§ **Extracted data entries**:
<<<<

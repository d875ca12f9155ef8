//! Types and storage classes of IR variables.

use crate::Name;

/// Scalar payload types.
#[derive(Copy, Clone, Debug, PartialEq, Eq, Hash)]
#[cfg_attr(feature = "serde", derive(serde::Serialize, serde::Deserialize))]
pub enum PrimType {
    Int,
    Float,
    Bool,
    String,
    Blob,
    Void,
}

/// Type of an IR variable.
///
/// Futures, containers, references and files live in runtime storage that
/// is reclaimed by reference counting. `Value` types are plain local
/// values and never carry holds.
#[derive(Clone, Debug, PartialEq, Eq, Hash)]
#[cfg_attr(feature = "serde", derive(serde::Serialize, serde::Deserialize))]
pub enum Type {
    /// Single-assignment future holding a scalar.
    Future(PrimType),
    /// Unboxed local value.
    Value(PrimType),
    /// Struct with inline fields; fields share the struct's storage.
    Struct(Name),
    /// Array whose members are separate storage locations.
    Array(Box<Type>),
    /// Reference to another storage location.
    Ref(Box<Type>),
    File,
}

impl Type {
    /// Whether variables of this type participate in reference counting.
    #[inline]
    pub fn is_refcounted(&self) -> bool {
        !matches!(self, Type::Value(_))
    }

    /// Payload type of a `Value`, if this is one.
    #[inline]
    pub fn value_prim(&self) -> Option<PrimType> {
        match self {
            Type::Value(p) => Some(*p),
            _ => None,
        }
    }

    /// Element type of an array.
    pub fn element(&self) -> Option<&Type> {
        match self {
            Type::Array(elem) => Some(elem),
            _ => None,
        }
    }
}

/// Where a variable's storage lives.
#[derive(Copy, Clone, Debug, PartialEq, Eq, Hash)]
#[cfg_attr(feature = "serde", derive(serde::Serialize, serde::Deserialize))]
pub enum Storage {
    /// Owned by the declaring block; allocated with base holds.
    Stack,
    /// Points into storage owned elsewhere (struct field, array member,
    /// dereferenced ref). Must be initialized before use.
    Alias,
    /// Compiler-owned constant; never refcounted, always set.
    GlobalConst,
    /// Unboxed local value; must be assigned before use.
    Local,
}

/// Static knowledge about whether a file variable is mapped to a path.
#[derive(Copy, Clone, Debug, PartialEq, Eq, Hash, Default)]
#[cfg_attr(feature = "serde", derive(serde::Serialize, serde::Deserialize))]
pub enum Mapped {
    Yes,
    #[default]
    No,
    Maybe,
}

impl Mapped {
    /// `Some(mapped)` when statically known.
    pub fn known(self) -> Option<bool> {
        match self {
            Mapped::Yes => Some(true),
            Mapped::No => Some(false),
            Mapped::Maybe => None,
        }
    }
}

>>>>

§ **What you should do**: If a line above holds the string "PrimType", count it; give the final total as the only output.

§ **Task solution**: 4